Sacagawea's Nickname
- Author: Larry McMurtry
- Genre: Essay collection
- Publication date: 2001

= Sacagawea's Nickname =

2001 essay collection by Larry McMurtry

Sacagawea's Nickname: Essays on the American West is a collection of essays by the American writer Larry McMurtry. It was published in 2001 by New York Review Books, and consists chiefly of articles, book reviews and also some interesting tidbits about the young woman that had appeared in the publishing house's affiliated magazine The New York Review of Books (NYRB) between 1997 and 2001. The book was generally well received by reviewers.
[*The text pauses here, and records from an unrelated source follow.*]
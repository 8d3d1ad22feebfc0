//! Rule store: loading and persisting rule sets.
//!
//! Rules are stored as indexed key-value pairs:
//!
//! ```text
//! entry.0.dimensions=300x300x150x1000
//! entry.0.price=3.89
//! entry.1.dimensions=600x300x150x2000
//! entry.1.price=4.39
//! ```
//!
//! Indices start at 0 and are contiguous; loading stops at the first index
//! with no `dimensions` key. Any malformed entry aborts the whole load.

use std::fs;
use std::io::{Read, Write};
use std::path::{Path, PathBuf};
use std::str::FromStr;

use chrono::Utc;
use encoding_rs::mem::{decode_latin1, encode_latin1_lossy};
use rust_decimal::Decimal;
use tracing::{debug, info};

use crate::calculation::normalize_and_order;
use crate::error::{EngineError, EngineResult};
use crate::models::{RateRule, RuleSet};

use super::properties::Properties;

/// Header comment written at the top of persisted rule files.
pub const RULES_FILE_HEADER: &str = "Package Configurations";

/// The default tariff in file form, as shipped in `config/default.properties`.
pub const DEFAULT_RULES: &str = include_str!("../../config/default.properties");

const STREAM_LOCATION: &str = "<stream>";

fn dimensions_key(index: usize) -> String {
    format!("entry.{}.dimensions", index)
}

fn price_key(index: usize) -> String {
    format!("entry.{}.price", index)
}

/// Parses rule set text.
///
/// # Errors
///
/// Returns [`EngineError::ConfigFormat`] if any `dimensions` value does not
/// have exactly four non-negative integer fields joined by `x`, or if the
/// matching `price` is missing or not a decimal number. No partial rule set
/// is returned.
///
/// # Example
///
/// ```
/// use parcel_rate_engine::config::parse_rules;
///
/// let rules = parse_rules("entry.0.dimensions=300x300x150x1000\nentry.0.price=3.89\n").unwrap();
/// assert_eq!(rules.len(), 1);
///
/// assert!(parse_rules("entry.0.dimensions=10x10x10\nentry.0.price=1.00\n").is_err());
/// ```
pub fn parse_rules(text: &str) -> EngineResult<RuleSet> {
    let properties = Properties::parse(text);
    let mut rules = Vec::new();

    let mut index = 0;
    while let Some(dimensions) = properties.get(&dimensions_key(index)) {
        let [length, width, height, weight] =
            parse_dimensions(&dimensions_key(index), dimensions)?;

        let key = price_key(index);
        let price = match properties.get(&key) {
            Some(value) => parse_price(&key, value)?,
            None => {
                return Err(EngineError::ConfigFormat {
                    key,
                    message: "missing price for rule".to_string(),
                });
            }
        };

        rules.push(RateRule::new(length, width, height, weight, price));
        index += 1;
    }

    debug!(rule_count = rules.len(), "Parsed rule entries");
    Ok(RuleSet::new(rules))
}

/// Reads and parses a rule set from a byte source.
pub fn load_rules<R: Read>(source: R) -> EngineResult<RuleSet> {
    let text = read_source(source, STREAM_LOCATION)?;
    parse_rules(&text)
}

/// Renders a rule set in the key-value format, one `dimensions` and one
/// `price` entry per rule, indexed by list position.
pub fn render_rules(rules: &RuleSet) -> String {
    let mut out = format!("#{}\n#{}\n", RULES_FILE_HEADER, Utc::now().to_rfc3339());

    for (index, rule) in rules.iter().enumerate() {
        out.push_str(&format!(
            "{}={}x{}x{}x{}\n",
            dimensions_key(index),
            rule.length_limit,
            rule.width_limit,
            rule.height_limit,
            rule.weight_limit
        ));
        out.push_str(&format!("{}={}\n", price_key(index), rule.price));
    }

    out
}

/// Writes a rule set to a byte sink.
pub fn persist_rules<W: Write>(rules: &RuleSet, sink: W) -> EngineResult<()> {
    write_sink(rules, sink, STREAM_LOCATION)
}

/// The default tariff parsed from [`DEFAULT_RULES`].
pub fn default_rules() -> EngineResult<RuleSet> {
    parse_rules(DEFAULT_RULES)
}

fn parse_dimensions(key: &str, value: &str) -> EngineResult<[u32; 4]> {
    let fields: Vec<&str> = value.split('x').map(str::trim).collect();
    if fields.len() != 4 {
        return Err(EngineError::ConfigFormat {
            key: key.to_string(),
            message: format!("expected 4 fields joined by 'x', found {}", fields.len()),
        });
    }

    let mut parsed = [0u32; 4];
    for (slot, field) in parsed.iter_mut().zip(fields) {
        *slot = field.parse().map_err(|_| EngineError::ConfigFormat {
            key: key.to_string(),
            message: format!("'{}' is not a non-negative integer", field),
        })?;
    }

    Ok(parsed)
}

fn parse_price(key: &str, value: &str) -> EngineResult<Decimal> {
    Decimal::from_str(value)
        .or_else(|_| Decimal::from_scientific(value))
        .map_err(|_| EngineError::ConfigFormat {
            key: key.to_string(),
            message: format!("'{}' is not a decimal price", value),
        })
}

/// Reads a rule source as ISO-8859-1, the encoding of `.properties` files.
/// Every byte maps to one character, so decoding itself never fails.
fn read_source<R: Read>(mut source: R, location: &str) -> EngineResult<String> {
    let mut bytes = Vec::new();
    source
        .read_to_end(&mut bytes)
        .map_err(|e| EngineError::ConfigIo {
            location: location.to_string(),
            message: e.to_string(),
        })?;
    Ok(decode_latin1(&bytes).into_owned())
}

fn write_sink<W: Write>(rules: &RuleSet, mut sink: W, location: &str) -> EngineResult<()> {
    let io_error = |e: std::io::Error| EngineError::ConfigIo {
        location: location.to_string(),
        message: e.to_string(),
    };

    let text = render_rules(rules);
    sink.write_all(&encode_latin1_lossy(&text))
        .map_err(io_error)?;
    sink.flush().map_err(io_error)
}

/// A rule file on disk.
///
/// # Example
///
/// ```no_run
/// use parcel_rate_engine::config::RuleStore;
///
/// let store = RuleStore::new("./config/default.properties");
/// let rules = store.load()?;
/// store.save(&rules)?;
/// # Ok::<(), parcel_rate_engine::error::EngineError>(())
/// ```
#[derive(Debug, Clone, PartialEq, Eq)]
pub struct RuleStore {
    path: PathBuf,
}

impl RuleStore {
    /// Creates a store for the given file. Nothing is read until
    /// [`load`](RuleStore::load) is called.
    pub fn new<P: AsRef<Path>>(path: P) -> Self {
        Self {
            path: path.as_ref().to_path_buf(),
        }
    }

    /// The backing file path.
    pub fn path(&self) -> &Path {
        &self.path
    }

    /// Loads the rule set from the file.
    ///
    /// # Errors
    ///
    /// - [`EngineError::ConfigIo`] if the file cannot be opened or read
    /// - [`EngineError::ConfigFormat`] if any entry is malformed
    pub fn load(&self) -> EngineResult<RuleSet> {
        let location = self.path.display().to_string();
        let file = fs::File::open(&self.path).map_err(|e| EngineError::ConfigIo {
            location: location.clone(),
            message: e.to_string(),
        })?;

        let text = read_source(file, &location)?;
        let rules = parse_rules(&text)?;

        info!(path = %location, rule_count = rules.len(), "Loaded rule set");
        Ok(rules)
    }

    /// Loads the rule set and, if `normalize` is set, normalizes and orders
    /// it. Review warnings are logged by the normalization step.
    pub fn load_active(&self, normalize: bool) -> EngineResult<RuleSet> {
        let rules = self.load()?;
        if normalize {
            Ok(normalize_and_order(&rules).rules)
        } else {
            Ok(rules)
        }
    }

    /// Writes the rule set to the file, replacing its contents.
    pub fn save(&self, rules: &RuleSet) -> EngineResult<()> {
        let location = self.path.display().to_string();
        let file = fs::File::create(&self.path).map_err(|e| EngineError::ConfigIo {
            location: location.clone(),
            message: e.to_string(),
        })?;

        write_sink(rules, file, &location)?;

        info!(path = %location, rule_count = rules.len(), "Persisted rule set");
        Ok(())
    }
}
McMurtry dedicated the book to Barbara Epstein, editor of the NYRB.

==Contents==
1. The West Without Chili
2. Inventing the West
3. Chopping Down the Sacred Tree
4. A Heroine of the Prairies
5. Zuni
6. Cookie Pioneers
7. Powell of the Colorado
8. Pulpmaster
9. Janet Lewis
10. The American Epic
11. Sacagawea's Nickname
12. Old Misery

==Reception==
Kirkus Reviews wrote critically that the essays at times had an "ephemeral, dashed-off feel", but that fans of McMurty would enjoy them. Publishers Weekly gave a starred review, calling the essays "brilliant", and concluded "this collection is a fine performance from a man who, excepting perhaps Cormac McCarthy, is our most talented and important chronicler of the West."